Gengliang Wang updated SPARK-56395:
-----------------------------------
    Fix Version/s: 4.x

> SPIP: NEAREST BY Top-K Ranking Join
> -----------------------------------
>
>                 Key: SPARK-56395
>                 URL: https://issues.apache.org/jira/browse/SPARK-56395
>             Project: Spark
>          Issue Type: Umbrella
>          Components: SQL
>    Affects Versions: 4.2.0
>            Reporter: Zhidong Qu
>            Assignee: Dilip Biswal
>            Priority: Major
>              Labels: pull-request-available
>             Fix For: 5.0.0, 4.x
>
>   Original Estimate: 672h
>  Remaining Estimate: 672h
>
> h2. Q1. What are you trying to do? Articulate your objectives using 
> absolutely no jargon.
> Add a new JOIN syntax to Spark SQL that lets users find the closest matches 
> between two tables. For each row in one table (the "query" side), the system 
> finds the top-K most similar or closest rows in another table (the "base" 
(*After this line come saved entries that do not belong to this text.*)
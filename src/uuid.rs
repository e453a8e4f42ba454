use uuid::Uuid;

/// The Bluetooth base UUID, `00000000-0000-1000-8000-00805F9B34FB`.
const BASE_UUID: u128 = 0x0000_0000_0000_1000_8000_0080_5F9B_34FB;
const SHORT_MASK: u128 = 0xFFFF_FFFF_0000_0000_0000_0000_0000_0000;

/// Client Characteristic Configuration descriptor.
pub const CLIENT_CHARACTERISTIC_CONFIGURATION: u16 = 0x2902;

/// Conversions between full 128-bit UUIDs and the 16-bit assigned numbers
/// that sit on top of the Bluetooth base UUID.
pub trait ShortUuid {
    fn from_u16(short: u16) -> Self;

    fn to_u16(&self) -> Option<u16>;

    fn to_short_string(&self) -> String;
}

impl ShortUuid for Uuid {
    fn from_u16(short: u16) -> Self {
        Uuid::from_u128(BASE_UUID | ((short as u128) << 96))
    }

    fn to_u16(&self) -> Option<u16> {
        let value = self.as_u128();
        if value & !SHORT_MASK != BASE_UUID {
            return None;
        }
        u16::try_from(value >> 96).ok()
    }

    fn to_short_string(&self) -> String {
        match self.to_u16() {
            Some(short) => format!("{short:04X}"),
            None => self.hyphenated().to_string().to_uppercase(),
        }
    }
}

pub fn is_cccd(uuid: &Uuid) -> bool {
    uuid.to_u16() == Some(CLIENT_CHARACTERISTIC_CONFIGURATION)
}
use std::fmt;

use thiserror::Error;

use crate::session::counter::CounterError;

#[derive(Debug, Clone, Copy, PartialEq, Eq)]
pub enum ErrorType {
    InvalidState,
    UnknownAttribute,
    OperationNotPermitted,
    NoPendingWrite,
    InvalidPayload,
    InvariantViolation,
    Transport,
    ChannelClosed,
}

impl fmt::Display for ErrorType {
    fn fmt(&self, f: &mut fmt::Formatter<'_>) -> fmt::Result {
        let name = match self {
            ErrorType::InvalidState => "invalid state",
            ErrorType::UnknownAttribute => "unknown attribute",
            ErrorType::OperationNotPermitted => "operation not permitted",
            ErrorType::NoPendingWrite => "no pending write",
            ErrorType::InvalidPayload => "invalid payload",
            ErrorType::InvariantViolation => "invariant violation",
            ErrorType::Transport => "transport error",
            ErrorType::ChannelClosed => "channel closed",
        };
        f.write_str(name)
    }
}

#[derive(Debug, Clone, PartialEq, Eq, Error)]
#[error("{kind}: {message}")]
pub struct Error {
    pub kind: ErrorType,
    pub message: String,
}

impl Error {
    pub fn new(kind: ErrorType, message: impl Into<String>) -> Self {
        Self {
            kind,
            message: message.into(),
        }
    }

    /// Failure described only by text, as reported by the platform stack.
    pub fn from_string(message: String, kind: ErrorType) -> Self {
        Self::new(kind, message)
    }

    pub fn is_invariant_violation(&self) -> bool {
        self.kind == ErrorType::InvariantViolation
    }
}

impl From<CounterError> for Error {
    fn from(err: CounterError) -> Self {
        Error::new(ErrorType::InvariantViolation, err.to_string())
    }
}

impl<T> From<tokio::sync::mpsc::error::SendError<T>> for Error {
    fn from(_: tokio::sync::mpsc::error::SendError<T>) -> Self {
        Error::new(ErrorType::ChannelClosed, "session task is no longer running")
    }
}

impl From<tokio::sync::oneshot::error::RecvError> for Error {
    fn from(_: tokio::sync::oneshot::error::RecvError) -> Self {
        Error::new(ErrorType::ChannelClosed, "session task dropped the request")
    }
}

impl From<hex::FromHexError> for Error {
    fn from(err: hex::FromHexError) -> Self {
        Error::new(ErrorType::InvalidPayload, err.to_string())
    }
}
> side), ranked by a user-provided scoring expression.
> For example: given a table of user profiles and a table of products, find the 
> 10 most similar products for each user based on their embeddings. Or given a 
> table of points of interest and a table of areas, find the 5 geographically 
> nearest areas for each point.
> This is a building block for use cases like semantic search, recommendation 
> systems, retrieval-augmented generation (RAG), and geospatial 
> nearest-neighbor queries — all expressed in standard SQL rather than 
> requiring custom application code or external services.
> h2. Q2. What problem is this proposal NOT designed to solve?
> This proposal adds the SQL syntax and brute-force (exact) execution path for 
> top-K ranking joins. It does *NOT* cover:
>  * *Vector index creation or management.* Index DDL and indexed approximate 
> nearest neighbor (ANN) execution are planned as subsequent work. The syntax 
> is designed to accommodate indexes transparently — when indexes exist, 
> {{APPROX}} queries can leverage them without changing the query — but index 
> support itself is out of scope.
>  * *New distance or similarity functions.* The proposal relies on existing 
> scalar functions (e.g., {{{}vector_cosine_similarity{}}}, 
> {{{}vector_l2_distance{}}}). Adding new scoring functions is orthogonal.
>  * *Cross-table filter predicates.* Predicates like {{ON t.price <= 
> q.budget}} combined with NEAREST BY are a planned future extension but not 
> part of this proposal.
>  * *Threshold-based retrieval.* Threshold retrieval for returning all 
> candidates within a given distance rather than a fixed count can be added as 
> a future extension but not part of this proposal. 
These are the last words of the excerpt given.